Effect of lysosomal alkalinization on nutrient-rich and nutrient-depleted Caco-2 cells

Nutrient restriction in cancer cells can activate a number of stress response pathways for cell survival. We aimed to determine mechanistically how nutrient depletion (ND) in colorectal cancer (CRC) cells leads to cellular adaptation. Caco-2 cells under ND showed high viability, tumor-forming ability, and increased expression of one or more epithelial and mesenchymal markers, suggesting the activation of partial (p)-EMT. Lysosomes are activated with ND; therefore, we incubated the ND cells with the V-ATPase inhibitor Bafilomycin A1 (ND+Baf).

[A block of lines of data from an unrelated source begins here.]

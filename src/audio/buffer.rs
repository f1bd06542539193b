//! Audio formats, device parameters and the visualization sample ring.
//! Device output is interleaved PCM f32.

/// Sample formats a decoder may produce.
#[derive(Debug, Clone, Copy, PartialEq, Eq, Hash)]
pub enum SampleFormat {
    U8,
    S16,
    S32,
    F32,
    F64,
    U8P,
    S16P,
    S32P,
    F32P,
    F64P,
}

impl SampleFormat {
    pub fn bytes_per_sample(self) -> usize {
        match self {
            SampleFormat::U8 | SampleFormat::U8P => 1,
            SampleFormat::S16 | SampleFormat::S16P => 2,
            SampleFormat::S32 | SampleFormat::S32P | SampleFormat::F32 | SampleFormat::F32P => 4,
            SampleFormat::F64 | SampleFormat::F64P => 8,
        }
    }

    pub fn is_planar(self) -> bool {
        matches!(
            self,
            SampleFormat::U8P | SampleFormat::S16P | SampleFormat::S32P | SampleFormat::F32P | SampleFormat::F64P
        )
    }
}

/// Format of a chunk of PCM: the decoder's source format or the device's
/// target format.
#[derive(Debug, Clone, Copy, PartialEq, Eq)]
pub struct AudioFormat {
    pub sample_rate: u32,
    pub channels: u16,
    pub sample_format: SampleFormat,
}

/// Parameters of the opened output device.
#[derive(Debug, Clone, Copy, PartialEq, Eq)]
pub struct AudioParams {
    pub sample_rate: u32,
    pub channels: u16,
    /// Bytes per interleaved frame of f32 samples.
    pub frame_size: usize,
    pub bytes_per_sec: usize,
    /// Device buffer size in bytes.
    pub hw_buf_size: usize,
}

impl AudioParams {
    pub fn new(sample_rate: u32, channels: u16, buffer_samples: u32) -> Self {
        let frame_size = channels as usize * std::mem::size_of::<f32>();
        Self {
            sample_rate,
            channels,
            frame_size,
            bytes_per_sec: sample_rate as usize * frame_size,
            hw_buf_size: buffer_samples as usize * frame_size,
        }
    }

    pub fn format(&self) -> AudioFormat {
        AudioFormat {
            sample_rate: self.sample_rate,
            channels: self.channels,
            sample_format: SampleFormat::F32,
        }
    }

    /// Seconds of audio held by `bytes` of output.
    pub fn bytes_to_seconds(&self, bytes: usize) -> f64 {
        if self.bytes_per_sec == 0 {
            return 0.0;
        }
        bytes as f64 / self.bytes_per_sec as f64
    }
}

/// Ring of recently played mono-mixed samples for the waveform display.
#[derive(Debug, Clone)]
pub struct SampleArray {
    samples: Vec<f32>,
    index: usize,
}

/// Capacity of the visualization ring, in samples.
pub const SAMPLE_ARRAY_SIZE: usize = 8 * 65536;

impl SampleArray {
    pub fn new(capacity: usize) -> Self {
        Self {
            samples: vec![0.0; capacity.max(1)],
            index: 0,
        }
    }

    /// Append interleaved samples (all channels are kept interleaved).
    pub fn push(&mut self, samples: &[f32]) {
        let capacity = self.samples.len();
        for &sample in samples {
            self.samples[self.index] = sample;
            self.index = (self.index + 1) % capacity;
        }
    }

    /// The most recent `count` samples in chronological order.
    pub fn latest(&self, count: usize) -> Vec<f32> {
        let capacity = self.samples.len();
        let count = count.min(capacity);
        let start = (self.index + capacity - count) % capacity;
        (0..count).map(|i| self.samples[(start + i) % capacity]).collect()
    }

    pub fn clear(&mut self) {
        self.samples.iter_mut().for_each(|s| *s = 0.0);
        self.index = 0;
    }
}

impl Default for SampleArray {
    fn default() -> Self {
        Self::new(SAMPLE_ARRAY_SIZE)
    }
}
//! Stream metadata extracted from the container at open time.

use std::any::Any;
use std::fmt;
use std::sync::Arc;

use crate::audio::buffer::SampleFormat;
use crate::core::time::ts_to_seconds;
use crate::core::{MediaKind, Rational};
use crate::queue::Packet;

/// Backend-specific codec parameters, carried opaquely so the controller can
/// open a codec for any stream without touching the demuxer.
#[derive(Clone)]
pub struct CodecParameters(Arc<dyn Any + Send + Sync>);

impl CodecParameters {
    pub fn new<T: Any + Send + Sync>(inner: T) -> Self {
        Self(Arc::new(inner))
    }

    pub fn downcast_ref<T: Any>(&self) -> Option<&T> {
        self.0.downcast_ref::<T>()
    }
}

impl fmt::Debug for CodecParameters {
    fn fmt(&self, f: &mut fmt::Formatter<'_>) -> fmt::Result {
        f.write_str("CodecParameters(..)")
    }
}

/// Information about one elementary stream
#[derive(Debug, Clone)]
pub struct StreamInfo {
    pub index: usize,
    pub kind: MediaKind,
    pub codec_name: String,
    pub time_base: Rational,
    /// First timestamp, stream time base.
    pub start_time: Option<i64>,
    /// Duration, stream time base.
    pub duration: Option<i64>,
    /// Cover art carried by the container instead of packets.
    pub attached_pic: Option<Packet>,
    pub video: Option<VideoStreamInfo>,
    pub audio: Option<AudioStreamInfo>,
    pub params: Option<CodecParameters>,
}

/// Video-specific stream information
#[derive(Debug, Clone, Copy, PartialEq)]
pub struct VideoStreamInfo {
    pub width: u32,
    pub height: u32,
    pub sample_aspect_ratio: Rational,
    /// Guessed frame rate, if any.
    pub frame_rate: Option<Rational>,
}

/// Audio-specific stream information
#[derive(Debug, Clone, Copy, PartialEq, Eq)]
pub struct AudioStreamInfo {
    pub sample_rate: u32,
    pub channels: u16,
    pub sample_format: SampleFormat,
}

impl StreamInfo {
    pub fn new(index: usize, kind: MediaKind, time_base: Rational) -> Self {
        Self {
            index,
            kind,
            codec_name: String::new(),
            time_base,
            start_time: None,
            duration: None,
            attached_pic: None,
            video: None,
            audio: None,
            params: None,
        }
    }

    pub fn is_attached_pic(&self) -> bool {
        self.attached_pic.is_some()
    }

    /// Audio streams are only usable with a known rate and layout.
    pub fn has_usable_audio_params(&self) -> bool {
        self.audio
            .map(|audio| audio.sample_rate != 0 && audio.channels != 0)
            .unwrap_or(false)
    }

    pub fn start_seconds(&self) -> Option<f64> {
        self.start_time.map(|ts| ts_to_seconds(ts, self.time_base))
    }

    /// Seconds per frame from the guessed frame rate, 0 if unknown.
    pub fn frame_duration(&self) -> f64 {
        self.video
            .and_then(|video| video.frame_rate)
            .filter(|rate| rate.is_valid())
            .map_or(0.0, |rate| rate.invert().to_f64())
    }
}

/// Pick the sample aspect ratio to display with: the stream's if set,
/// otherwise the frame's, otherwise undefined.
pub fn guess_sample_aspect_ratio(stream_sar: Rational, frame_sar: Rational) -> Rational {
    if stream_sar.is_valid() {
        stream_sar
    } else if frame_sar.is_valid() {
        frame_sar
    } else {
        Rational::UNDEFINED
    }
}
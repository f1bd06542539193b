//! Decode worker threads: one per open stream, each turning packets from its
//! queue into timed frames on the matching frame queue.

use std::sync::Arc;
use std::thread;

use super::decoder::{DecodeError, DecodeOutcome, Decoder};
use super::frame::DecodedFrame;
use super::stream_info::{guess_sample_aspect_ratio, StreamInfo};
use crate::core::time::{opt_ts_to_seconds, to_seconds};
use crate::core::{MediaKind, Seconds};
use crate::playback::state::SessionState;
use crate::playback::sync::AV_NOSYNC_THRESHOLD;
use crate::queue::Frame;

/// Spawn the worker for `decoder`'s stream kind.
pub fn spawn(
    state: Arc<SessionState>,
    decoder: Decoder,
    stream: StreamInfo,
) -> std::io::Result<thread::JoinHandle<()>> {
    let kind = decoder.kind();
    let name = format!("{kind}-decoder");
    thread::Builder::new().name(name).spawn(move || match kind {
        MediaKind::Video => video_loop(&state, decoder, &stream),
        MediaKind::Audio => audio_loop(&state, decoder),
        MediaKind::Subtitle => subtitle_loop(&state, decoder),
        MediaKind::Data => {}
    })
}

/// Whether a freshly decoded picture is already behind the master clock and
/// can be dropped before it is queued.
pub fn should_drop_early(diff: Seconds, serial_matches_clock: bool, packets_queued: bool) -> bool {
    !diff.is_nan() && diff.abs() < AV_NOSYNC_THRESHOLD && diff < 0.0 && serial_matches_clock && packets_queued
}

fn log_exit(kind: MediaKind, err: &DecodeError) {
    match err {
        DecodeError::Aborted => tracing::debug!(%kind, "decoder stopping"),
        DecodeError::Codec(err) => tracing::error!(%kind, error = %err, "decoder failed"),
    }
}

fn video_loop(state: &SessionState, mut decoder: Decoder, stream: &StreamInfo) {
    let time_base = stream.time_base;
    let duration = stream.frame_duration();
    let stream_sar = stream
        .video
        .as_ref()
        .map(|video| video.sample_aspect_ratio)
        .unwrap_or_default();

    loop {
        let mut picture = match decoder.decode_next() {
            Ok(DecodeOutcome::Frame(DecodedFrame::Video(picture))) => picture,
            Ok(_) => continue,
            Err(err) => {
                log_exit(MediaKind::Video, &err);
                break;
            }
        };

        let pts = opt_ts_to_seconds(picture.pts, time_base);
        let serial = decoder.pkt_serial();
        if state.framedrop_enabled() && picture.pts.is_some() {
            let diff = pts - state.master_clock();
            if should_drop_early(diff, serial == state.vidclk.serial(), state.videoq.nb_packets() > 0) {
                state.count_early_drop();
                tracing::trace!(pts, diff, "dropping late picture before queueing");
                continue;
            }
        }

        picture.sample_aspect_ratio = guess_sample_aspect_ratio(stream_sar, picture.sample_aspect_ratio);
        let pos = picture.pos.unwrap_or(-1);
        if !state.pictq.push(Frame::new(picture, serial, pts, duration, pos)) {
            break;
        }
    }
}

fn audio_loop(state: &SessionState, mut decoder: Decoder) {
    loop {
        let samples = match decoder.decode_next() {
            Ok(DecodeOutcome::Frame(DecodedFrame::Audio(samples))) => samples,
            Ok(_) => continue,
            Err(err) => {
                log_exit(MediaKind::Audio, &err);
                break;
            }
        };

        let rate = samples.format.sample_rate;
        let (pts, duration) = if rate > 0 {
            let rate = rate as f64;
            let pts = samples.pts.map_or(f64::NAN, |pts| pts as f64 / rate);
            (pts, samples.nb_samples as f64 / rate)
        } else {
            (f64::NAN, 0.0)
        };
        let pos = samples.pos.unwrap_or(-1);
        let frame = Frame::new(samples, decoder.pkt_serial(), pts, duration, pos);
        if !state.sampq.push(frame) {
            break;
        }
    }
}

fn subtitle_loop(state: &SessionState, mut decoder: Decoder) {
    loop {
        let Some(slot) = state.subpq.peek_writable() else {
            break;
        };
        let subtitle = match decoder.decode_next() {
            Ok(DecodeOutcome::Frame(DecodedFrame::Subtitle(subtitle))) => subtitle,
            Ok(_) => continue,
            Err(err) => {
                log_exit(MediaKind::Subtitle, &err);
                break;
            }
        };
        // text subtitles are decoded but never presented
        if !subtitle.graphics {
            continue;
        }
        let pts = subtitle.pts.map_or(0.0, to_seconds);
        slot.push(Frame::new(subtitle, decoder.pkt_serial(), pts, 0.0, -1));
    }
}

We observed a further increase in p-EMT markers, numerous membrane protrusions, decreased cell-cell adhesion in 3D, and increased motility in ND+Baf Caco-2 cells. The protrusions in the ND+Baf cells were primarily mediated by microtubules and enabled the relocalization of lysosomes from the perinuclear region to the periphery. Overall, our data show that ND activated p-EMT in CRC cells, which was exacerbated with lysosomal alkalinization. To investigate the effect of nutrient depletion and lysosomal alkalinization in Caco-2 cells, Caco-2 cells were grown in a complete medium and treated with either vehicle or 100nM BafA1. Additionally, Caco-2 cells were also grown in a nutrient-depletion medium and treated with 100nM BafA1. Three replicates were collected for each condition.